**Assignment:**
Which lines mention "Debug"? Show each one from the listing.
***
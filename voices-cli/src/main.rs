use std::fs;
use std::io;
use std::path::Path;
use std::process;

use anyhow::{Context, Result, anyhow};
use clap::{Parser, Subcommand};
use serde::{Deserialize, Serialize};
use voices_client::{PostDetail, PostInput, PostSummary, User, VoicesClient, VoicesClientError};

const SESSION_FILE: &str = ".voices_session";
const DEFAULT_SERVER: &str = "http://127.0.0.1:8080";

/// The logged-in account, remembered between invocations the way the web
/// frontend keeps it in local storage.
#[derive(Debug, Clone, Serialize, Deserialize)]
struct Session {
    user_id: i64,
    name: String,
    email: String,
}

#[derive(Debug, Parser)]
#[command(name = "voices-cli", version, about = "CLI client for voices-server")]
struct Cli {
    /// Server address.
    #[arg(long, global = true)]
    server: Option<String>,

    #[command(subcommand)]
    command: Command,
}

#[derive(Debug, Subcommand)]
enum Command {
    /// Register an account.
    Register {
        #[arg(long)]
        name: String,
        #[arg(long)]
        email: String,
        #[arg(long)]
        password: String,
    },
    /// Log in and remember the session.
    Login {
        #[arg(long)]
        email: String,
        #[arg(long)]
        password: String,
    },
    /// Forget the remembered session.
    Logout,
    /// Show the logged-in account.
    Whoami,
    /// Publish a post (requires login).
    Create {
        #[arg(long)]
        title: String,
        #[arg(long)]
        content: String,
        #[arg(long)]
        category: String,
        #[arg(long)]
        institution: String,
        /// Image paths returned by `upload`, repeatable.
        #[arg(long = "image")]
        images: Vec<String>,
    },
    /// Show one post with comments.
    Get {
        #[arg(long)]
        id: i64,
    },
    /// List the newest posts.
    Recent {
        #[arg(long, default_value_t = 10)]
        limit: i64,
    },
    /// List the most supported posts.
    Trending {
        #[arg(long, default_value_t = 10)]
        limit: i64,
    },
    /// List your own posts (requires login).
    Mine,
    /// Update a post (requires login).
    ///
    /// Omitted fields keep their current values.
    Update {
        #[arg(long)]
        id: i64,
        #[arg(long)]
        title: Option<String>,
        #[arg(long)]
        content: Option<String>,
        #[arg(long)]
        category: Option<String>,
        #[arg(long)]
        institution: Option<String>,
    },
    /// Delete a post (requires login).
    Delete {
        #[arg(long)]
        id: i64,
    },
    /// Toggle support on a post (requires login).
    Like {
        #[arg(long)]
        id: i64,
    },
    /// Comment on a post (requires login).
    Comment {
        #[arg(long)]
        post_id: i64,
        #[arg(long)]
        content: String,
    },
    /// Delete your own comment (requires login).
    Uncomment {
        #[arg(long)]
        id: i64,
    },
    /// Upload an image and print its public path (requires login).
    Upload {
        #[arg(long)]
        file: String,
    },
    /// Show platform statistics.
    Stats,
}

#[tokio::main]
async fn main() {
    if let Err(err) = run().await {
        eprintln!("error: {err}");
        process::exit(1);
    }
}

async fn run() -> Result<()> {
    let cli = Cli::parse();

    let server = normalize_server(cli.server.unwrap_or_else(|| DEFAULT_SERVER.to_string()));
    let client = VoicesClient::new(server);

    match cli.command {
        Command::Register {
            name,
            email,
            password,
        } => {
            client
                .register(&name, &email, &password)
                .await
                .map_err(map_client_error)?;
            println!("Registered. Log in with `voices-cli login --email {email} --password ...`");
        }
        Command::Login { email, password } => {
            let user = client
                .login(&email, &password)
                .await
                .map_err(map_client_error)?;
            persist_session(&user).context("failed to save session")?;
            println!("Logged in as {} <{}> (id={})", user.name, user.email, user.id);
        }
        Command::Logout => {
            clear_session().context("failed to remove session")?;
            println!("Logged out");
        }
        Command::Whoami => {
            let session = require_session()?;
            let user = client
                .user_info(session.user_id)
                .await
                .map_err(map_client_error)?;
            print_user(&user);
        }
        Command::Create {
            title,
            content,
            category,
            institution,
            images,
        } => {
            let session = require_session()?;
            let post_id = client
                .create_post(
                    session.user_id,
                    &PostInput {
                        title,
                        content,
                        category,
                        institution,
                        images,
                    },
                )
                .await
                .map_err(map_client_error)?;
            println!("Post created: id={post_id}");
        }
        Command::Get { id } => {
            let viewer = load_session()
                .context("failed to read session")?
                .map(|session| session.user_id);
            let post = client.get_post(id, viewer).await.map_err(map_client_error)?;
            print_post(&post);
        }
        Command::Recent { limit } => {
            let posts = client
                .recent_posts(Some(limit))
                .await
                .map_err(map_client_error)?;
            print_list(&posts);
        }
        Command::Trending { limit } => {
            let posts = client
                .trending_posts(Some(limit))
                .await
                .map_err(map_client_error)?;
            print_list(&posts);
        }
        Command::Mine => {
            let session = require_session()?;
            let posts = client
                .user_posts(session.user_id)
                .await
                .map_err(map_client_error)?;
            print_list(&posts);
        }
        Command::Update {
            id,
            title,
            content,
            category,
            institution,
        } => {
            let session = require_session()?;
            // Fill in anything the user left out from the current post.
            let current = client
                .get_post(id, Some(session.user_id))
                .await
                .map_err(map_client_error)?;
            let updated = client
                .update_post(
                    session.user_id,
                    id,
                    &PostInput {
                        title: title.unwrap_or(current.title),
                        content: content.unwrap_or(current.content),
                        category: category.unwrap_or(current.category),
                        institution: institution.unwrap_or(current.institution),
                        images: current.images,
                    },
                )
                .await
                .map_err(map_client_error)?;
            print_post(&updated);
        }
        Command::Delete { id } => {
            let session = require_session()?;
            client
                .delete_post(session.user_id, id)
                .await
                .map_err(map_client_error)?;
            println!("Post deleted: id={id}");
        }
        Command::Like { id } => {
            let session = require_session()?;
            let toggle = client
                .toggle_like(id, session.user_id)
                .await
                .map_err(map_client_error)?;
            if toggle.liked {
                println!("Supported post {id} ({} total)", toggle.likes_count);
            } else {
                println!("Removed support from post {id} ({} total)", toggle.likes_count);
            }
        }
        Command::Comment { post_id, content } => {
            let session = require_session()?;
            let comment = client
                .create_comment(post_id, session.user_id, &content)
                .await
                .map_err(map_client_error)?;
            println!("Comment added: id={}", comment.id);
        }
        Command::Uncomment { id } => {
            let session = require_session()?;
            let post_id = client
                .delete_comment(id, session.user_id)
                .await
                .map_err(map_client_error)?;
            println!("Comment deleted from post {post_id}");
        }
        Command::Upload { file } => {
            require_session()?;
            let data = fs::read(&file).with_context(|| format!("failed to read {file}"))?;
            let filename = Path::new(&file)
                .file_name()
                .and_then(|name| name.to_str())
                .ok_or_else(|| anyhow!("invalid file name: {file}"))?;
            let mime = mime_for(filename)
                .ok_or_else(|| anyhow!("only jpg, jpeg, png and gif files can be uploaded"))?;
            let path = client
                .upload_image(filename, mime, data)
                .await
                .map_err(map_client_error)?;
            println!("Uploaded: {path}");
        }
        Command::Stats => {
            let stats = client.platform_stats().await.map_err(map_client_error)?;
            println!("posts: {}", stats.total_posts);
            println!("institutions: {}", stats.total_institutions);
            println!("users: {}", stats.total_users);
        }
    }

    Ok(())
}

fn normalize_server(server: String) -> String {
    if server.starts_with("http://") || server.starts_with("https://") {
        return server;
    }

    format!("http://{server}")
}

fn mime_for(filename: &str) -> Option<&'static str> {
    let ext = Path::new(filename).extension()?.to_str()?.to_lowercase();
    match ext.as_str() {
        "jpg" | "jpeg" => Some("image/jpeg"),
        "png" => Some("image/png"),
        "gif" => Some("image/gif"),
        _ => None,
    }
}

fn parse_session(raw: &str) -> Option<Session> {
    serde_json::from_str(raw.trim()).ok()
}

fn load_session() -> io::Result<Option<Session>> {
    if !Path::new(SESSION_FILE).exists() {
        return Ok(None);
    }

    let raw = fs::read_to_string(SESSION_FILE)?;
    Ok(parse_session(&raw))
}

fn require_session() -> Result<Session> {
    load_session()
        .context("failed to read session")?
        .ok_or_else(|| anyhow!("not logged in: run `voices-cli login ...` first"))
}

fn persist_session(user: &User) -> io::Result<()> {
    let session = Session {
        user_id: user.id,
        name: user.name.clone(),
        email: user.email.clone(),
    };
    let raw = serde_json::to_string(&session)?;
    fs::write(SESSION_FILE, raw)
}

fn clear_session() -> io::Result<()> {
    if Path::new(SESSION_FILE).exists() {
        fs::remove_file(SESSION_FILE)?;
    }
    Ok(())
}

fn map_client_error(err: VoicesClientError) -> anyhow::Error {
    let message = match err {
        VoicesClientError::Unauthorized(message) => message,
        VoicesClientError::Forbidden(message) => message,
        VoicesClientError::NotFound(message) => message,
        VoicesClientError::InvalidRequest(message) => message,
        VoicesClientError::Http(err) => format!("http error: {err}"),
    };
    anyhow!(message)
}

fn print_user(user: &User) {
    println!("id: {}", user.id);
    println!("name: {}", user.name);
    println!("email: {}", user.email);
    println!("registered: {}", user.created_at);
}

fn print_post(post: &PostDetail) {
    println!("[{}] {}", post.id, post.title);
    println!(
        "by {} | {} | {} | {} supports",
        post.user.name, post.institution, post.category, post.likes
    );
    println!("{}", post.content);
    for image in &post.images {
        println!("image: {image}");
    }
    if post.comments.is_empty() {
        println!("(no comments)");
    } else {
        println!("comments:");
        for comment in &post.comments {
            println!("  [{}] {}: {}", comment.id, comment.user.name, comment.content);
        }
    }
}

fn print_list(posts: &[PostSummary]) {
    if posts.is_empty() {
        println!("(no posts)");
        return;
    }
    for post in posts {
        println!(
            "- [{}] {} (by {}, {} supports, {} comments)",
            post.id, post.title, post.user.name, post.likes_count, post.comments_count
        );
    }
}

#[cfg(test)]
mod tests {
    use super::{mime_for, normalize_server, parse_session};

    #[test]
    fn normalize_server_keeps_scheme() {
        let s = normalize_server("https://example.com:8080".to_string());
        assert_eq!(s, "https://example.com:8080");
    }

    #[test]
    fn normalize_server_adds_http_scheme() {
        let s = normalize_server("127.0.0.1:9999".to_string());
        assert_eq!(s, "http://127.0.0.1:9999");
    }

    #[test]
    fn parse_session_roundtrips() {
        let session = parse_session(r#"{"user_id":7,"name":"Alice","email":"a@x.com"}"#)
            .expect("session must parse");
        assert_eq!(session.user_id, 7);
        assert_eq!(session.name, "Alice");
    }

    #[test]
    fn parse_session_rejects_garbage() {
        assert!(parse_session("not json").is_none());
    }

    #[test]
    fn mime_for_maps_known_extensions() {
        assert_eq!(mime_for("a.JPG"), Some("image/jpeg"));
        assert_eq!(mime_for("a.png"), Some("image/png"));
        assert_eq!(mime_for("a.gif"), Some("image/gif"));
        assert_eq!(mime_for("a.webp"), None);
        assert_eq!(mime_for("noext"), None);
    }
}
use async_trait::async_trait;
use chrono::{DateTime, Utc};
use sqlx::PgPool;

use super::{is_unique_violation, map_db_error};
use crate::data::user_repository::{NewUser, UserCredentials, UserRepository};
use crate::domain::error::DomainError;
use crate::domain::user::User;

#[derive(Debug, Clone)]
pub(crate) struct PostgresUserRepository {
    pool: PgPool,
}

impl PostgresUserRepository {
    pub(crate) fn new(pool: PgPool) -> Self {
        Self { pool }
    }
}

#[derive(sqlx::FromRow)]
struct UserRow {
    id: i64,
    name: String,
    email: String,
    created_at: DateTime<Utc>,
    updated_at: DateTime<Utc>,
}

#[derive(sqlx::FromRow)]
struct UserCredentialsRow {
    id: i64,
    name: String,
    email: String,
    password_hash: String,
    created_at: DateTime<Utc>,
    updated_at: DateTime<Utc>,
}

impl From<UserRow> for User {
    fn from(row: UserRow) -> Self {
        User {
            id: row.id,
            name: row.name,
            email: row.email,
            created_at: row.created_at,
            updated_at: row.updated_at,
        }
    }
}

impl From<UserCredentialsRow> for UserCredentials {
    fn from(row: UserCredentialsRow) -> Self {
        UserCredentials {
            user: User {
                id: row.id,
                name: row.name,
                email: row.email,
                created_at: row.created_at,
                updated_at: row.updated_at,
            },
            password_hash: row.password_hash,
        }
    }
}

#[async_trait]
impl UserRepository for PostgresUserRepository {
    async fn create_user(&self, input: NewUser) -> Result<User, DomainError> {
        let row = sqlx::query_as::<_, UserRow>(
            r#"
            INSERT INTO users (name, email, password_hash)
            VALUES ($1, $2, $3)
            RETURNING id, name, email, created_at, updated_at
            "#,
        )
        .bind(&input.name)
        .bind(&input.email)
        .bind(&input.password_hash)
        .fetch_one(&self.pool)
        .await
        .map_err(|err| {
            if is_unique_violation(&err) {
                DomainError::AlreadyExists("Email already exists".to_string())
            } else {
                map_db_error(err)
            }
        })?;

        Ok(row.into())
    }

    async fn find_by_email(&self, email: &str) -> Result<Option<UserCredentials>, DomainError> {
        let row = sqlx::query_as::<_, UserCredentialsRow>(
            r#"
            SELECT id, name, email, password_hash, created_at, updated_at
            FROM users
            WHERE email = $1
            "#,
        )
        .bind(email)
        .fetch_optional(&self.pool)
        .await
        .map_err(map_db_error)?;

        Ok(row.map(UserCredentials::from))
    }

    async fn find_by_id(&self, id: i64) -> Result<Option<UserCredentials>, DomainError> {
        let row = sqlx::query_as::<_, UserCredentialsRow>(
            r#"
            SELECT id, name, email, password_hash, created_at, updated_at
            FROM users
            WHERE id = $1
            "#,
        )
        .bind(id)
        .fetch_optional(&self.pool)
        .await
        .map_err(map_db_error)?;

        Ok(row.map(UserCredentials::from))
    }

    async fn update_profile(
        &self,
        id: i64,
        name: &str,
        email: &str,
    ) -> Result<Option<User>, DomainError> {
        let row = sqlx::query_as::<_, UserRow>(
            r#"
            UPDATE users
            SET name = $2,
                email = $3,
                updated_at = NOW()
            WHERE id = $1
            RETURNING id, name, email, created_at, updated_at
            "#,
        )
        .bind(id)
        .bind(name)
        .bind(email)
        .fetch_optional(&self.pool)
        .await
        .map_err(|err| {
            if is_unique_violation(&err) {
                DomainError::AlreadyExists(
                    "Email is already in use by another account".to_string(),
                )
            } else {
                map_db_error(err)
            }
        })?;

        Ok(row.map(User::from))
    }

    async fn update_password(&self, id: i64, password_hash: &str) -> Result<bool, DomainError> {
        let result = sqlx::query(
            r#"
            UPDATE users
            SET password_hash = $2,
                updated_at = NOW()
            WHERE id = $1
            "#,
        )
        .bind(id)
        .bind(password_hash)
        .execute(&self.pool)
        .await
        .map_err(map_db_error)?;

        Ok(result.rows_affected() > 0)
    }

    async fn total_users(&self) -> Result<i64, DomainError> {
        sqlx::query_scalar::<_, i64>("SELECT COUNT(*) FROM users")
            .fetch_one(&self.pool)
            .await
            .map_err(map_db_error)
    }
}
***
**Problem solution:**
#[derive(Debug, Clone, Serialize, Deserialize)]
#[derive(Debug, Parser)]
#[derive(Debug, Subcommand)]
#[derive(Debug, Clone)]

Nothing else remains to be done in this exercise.